----- Data excerpts

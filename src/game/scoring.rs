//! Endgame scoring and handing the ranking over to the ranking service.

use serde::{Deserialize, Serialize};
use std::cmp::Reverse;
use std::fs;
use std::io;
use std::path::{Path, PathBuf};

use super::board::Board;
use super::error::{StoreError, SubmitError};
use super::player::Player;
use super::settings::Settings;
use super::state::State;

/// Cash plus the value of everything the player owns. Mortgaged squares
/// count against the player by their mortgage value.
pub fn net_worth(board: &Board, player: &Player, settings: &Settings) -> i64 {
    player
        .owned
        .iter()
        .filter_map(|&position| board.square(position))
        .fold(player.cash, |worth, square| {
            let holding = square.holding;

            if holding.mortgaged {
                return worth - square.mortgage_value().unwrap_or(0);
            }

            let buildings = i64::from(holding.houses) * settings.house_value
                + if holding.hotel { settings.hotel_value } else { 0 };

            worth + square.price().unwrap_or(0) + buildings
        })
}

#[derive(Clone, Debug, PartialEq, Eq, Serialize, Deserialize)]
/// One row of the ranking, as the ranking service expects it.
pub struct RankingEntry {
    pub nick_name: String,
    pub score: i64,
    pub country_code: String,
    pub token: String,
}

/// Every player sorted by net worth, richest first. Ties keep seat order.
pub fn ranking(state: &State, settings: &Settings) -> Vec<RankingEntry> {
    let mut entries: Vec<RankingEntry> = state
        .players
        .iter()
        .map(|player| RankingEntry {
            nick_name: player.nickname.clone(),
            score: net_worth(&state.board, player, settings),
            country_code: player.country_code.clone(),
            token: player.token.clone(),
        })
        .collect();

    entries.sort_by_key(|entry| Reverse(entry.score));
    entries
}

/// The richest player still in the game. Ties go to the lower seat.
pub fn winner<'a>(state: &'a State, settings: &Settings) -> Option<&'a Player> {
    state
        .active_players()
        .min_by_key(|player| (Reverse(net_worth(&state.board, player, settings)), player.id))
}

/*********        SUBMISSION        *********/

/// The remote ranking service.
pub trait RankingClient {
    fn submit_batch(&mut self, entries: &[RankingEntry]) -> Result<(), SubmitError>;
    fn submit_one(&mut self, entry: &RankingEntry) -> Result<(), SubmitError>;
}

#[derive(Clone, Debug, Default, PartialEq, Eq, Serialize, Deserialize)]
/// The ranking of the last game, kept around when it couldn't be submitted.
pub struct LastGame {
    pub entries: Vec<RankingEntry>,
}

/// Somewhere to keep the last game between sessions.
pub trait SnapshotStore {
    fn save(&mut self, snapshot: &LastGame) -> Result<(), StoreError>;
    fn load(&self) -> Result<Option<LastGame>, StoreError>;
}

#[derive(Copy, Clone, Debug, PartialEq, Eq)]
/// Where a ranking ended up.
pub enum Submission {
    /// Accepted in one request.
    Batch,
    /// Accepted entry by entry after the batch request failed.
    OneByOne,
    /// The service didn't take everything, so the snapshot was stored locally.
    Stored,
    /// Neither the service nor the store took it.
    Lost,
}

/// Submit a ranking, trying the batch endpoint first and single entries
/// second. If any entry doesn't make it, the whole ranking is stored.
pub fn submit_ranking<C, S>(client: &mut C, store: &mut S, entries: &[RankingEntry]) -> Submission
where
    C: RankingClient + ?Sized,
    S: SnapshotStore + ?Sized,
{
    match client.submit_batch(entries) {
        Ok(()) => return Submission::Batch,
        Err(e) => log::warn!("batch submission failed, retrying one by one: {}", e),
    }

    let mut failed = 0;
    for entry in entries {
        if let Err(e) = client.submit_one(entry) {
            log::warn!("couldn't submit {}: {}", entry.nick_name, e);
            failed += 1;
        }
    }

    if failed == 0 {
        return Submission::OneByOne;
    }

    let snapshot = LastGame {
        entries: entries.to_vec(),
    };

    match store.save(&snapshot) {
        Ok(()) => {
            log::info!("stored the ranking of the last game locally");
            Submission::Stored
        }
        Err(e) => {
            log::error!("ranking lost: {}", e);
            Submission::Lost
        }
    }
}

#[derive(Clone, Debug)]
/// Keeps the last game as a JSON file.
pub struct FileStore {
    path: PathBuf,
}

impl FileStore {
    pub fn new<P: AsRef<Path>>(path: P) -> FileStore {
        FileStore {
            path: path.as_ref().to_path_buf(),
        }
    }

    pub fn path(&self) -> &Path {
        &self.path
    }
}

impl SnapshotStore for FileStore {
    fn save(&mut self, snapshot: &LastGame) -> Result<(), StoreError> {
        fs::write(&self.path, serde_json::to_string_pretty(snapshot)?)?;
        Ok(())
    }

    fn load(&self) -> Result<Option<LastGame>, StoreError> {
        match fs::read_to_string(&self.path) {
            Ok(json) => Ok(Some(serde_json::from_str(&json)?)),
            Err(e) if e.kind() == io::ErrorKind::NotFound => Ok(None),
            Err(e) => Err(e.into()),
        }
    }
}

----------

_What to work on_
Set down every entry once more, exactly as it was written above.

_Answer to this exercise_
filename src/game/scoring.rs
//! Endgame scoring and handing the ranking over to the ranking service.

use serde::{Deserialize, Serialize};
use std::cmp::Reverse;
use std::fs;
use std::io;
use std::path::{Path, PathBuf};

use super::board::Board;
use super::error::{StoreError, SubmitError};
use super::player::Player;
use super::settings::Settings;
use super::state::State;

/// Cash plus the value of everything the player owns. Mortgaged squares
/// count against the player by their mortgage value.
pub fn net_worth(board: &Board, player: &Player, settings: &Settings) -> i64 {
    player
        .owned
        .iter()
        .filter_map(|&position| board.square(position))
        .fold(player.cash, |worth, square| {
            let holding = square.holding;

            if holding.mortgaged {
                return worth - square.mortgage_value().unwrap_or(0);
            }

            let buildings = i64::from(holding.houses) * settings.house_value
                + if holding.hotel { settings.hotel_value } else { 0 };

            worth + square.price().unwrap_or(0) + buildings
        })
}

#[derive(Clone, Debug, PartialEq, Eq, Serialize, Deserialize)]
/// One row of the ranking, as the ranking service expects it.
pub struct RankingEntry {
    pub nick_name: String,
    pub score: i64,
    pub country_code: String,
    pub token: String,
}

/// Every player sorted by net worth, richest first. Ties keep seat order.
pub fn ranking(state: &State, settings: &Settings) -> Vec<RankingEntry> {
    let mut entries: Vec<RankingEntry> = state
        .players
        .iter()
        .map(|player| RankingEntry {
            nick_name: player.nickname.clone(),
            score: net_worth(&state.board, player, settings),
            country_code: player.country_code.clone(),
            token: player.token.clone(),
        })
        .collect();

    entries.sort_by_key(|entry| Reverse(entry.score));
    entries
}

/// The richest player still in the game. Ties go to the lower seat.
pub fn winner<'a>(state: &'a State, settings: &Settings) -> Option<&'a Player> {
    state
        .active_players()
        .min_by_key(|player| (Reverse(net_worth(&state.board, player, settings)), player.id))
}

/*********        SUBMISSION        *********/

/// The remote ranking service.
pub trait RankingClient {
    fn submit_batch(&mut self, entries: &[RankingEntry]) -> Result<(), SubmitError>;
    fn submit_one(&mut self, entry: &RankingEntry) -> Result<(), SubmitError>;
}

#[derive(Clone, Debug, Default, PartialEq, Eq, Serialize, Deserialize)]
/// The ranking of the last game, kept around when it couldn't be submitted.
pub struct LastGame {
    pub entries: Vec<RankingEntry>,
}

/// Somewhere to keep the last game between sessions.
pub trait SnapshotStore {
    fn save(&mut self, snapshot: &LastGame) -> Result<(), StoreError>;
    fn load(&self) -> Result<Option<LastGame>, StoreError>;
}

#[derive(Copy, Clone, Debug, PartialEq, Eq)]
/// Where a ranking ended up.
pub enum Submission {
    /// Accepted in one request.
    Batch,
    /// Accepted entry by entry after the batch request failed.
    OneByOne,
    /// The service didn't take everything, so the snapshot was stored locally.
    Stored,
    /// Neither the service nor the store took it.
    Lost,
}

/// Submit a ranking, trying the batch endpoint first and single entries
/// second. If any entry doesn't make it, the whole ranking is stored.
pub fn submit_ranking<C, S>(client: &mut C, store: &mut S, entries: &[RankingEntry]) -> Submission
where
    C: RankingClient + ?Sized,
    S: SnapshotStore + ?Sized,
{
    match client.submit_batch(entries) {
        Ok(()) => return Submission::Batch,
        Err(e) => log::warn!("batch submission failed, retrying one by one: {}", e),
    }

    let mut failed = 0;
    for entry in entries {
        if let Err(e) = client.submit_one(entry) {
            log::warn!("couldn't submit {}: {}", entry.nick_name, e);
            failed += 1;
        }
    }

    if failed == 0 {
        return Submission::OneByOne;
    }

    let snapshot = LastGame {
        entries: entries.to_vec(),
    };

    match store.save(&snapshot) {
        Ok(()) => {
            log::info!("stored the ranking of the last game locally");
            Submission::Stored
        }
        Err(e) => {
            log::error!("ranking lost: {}", e);
            Submission::Lost
        }
    }
}

#[derive(Clone, Debug)]
/// Keeps the last game as a JSON file.
pub struct FileStore {
    path: PathBuf,
}

impl FileStore {
    pub fn new<P: AsRef<Path>>(path: P) -> FileStore {
        FileStore {
            path: path.as_ref().to_path_buf(),
        }
    }

    pub fn path(&self) -> &Path {
        &self.path
    }
}

impl SnapshotStore for FileStore {
    fn save(&mut self, snapshot: &LastGame) -> Result<(), StoreError> {
        fs::write(&self.path, serde_json::to_string_pretty(snapshot)?)?;
        Ok(())
    }

    fn load(&self) -> Result<Option<LastGame>, StoreError> {
        match fs::read_to_string(&self.path) {
            Ok(json) => Ok(Some(serde_json::from_str(&json)?)),
            Err(e) if e.kind() == io::ErrorKind::NotFound => Ok(None),
            Err(e) => Err(e.into()),
        }
    }
}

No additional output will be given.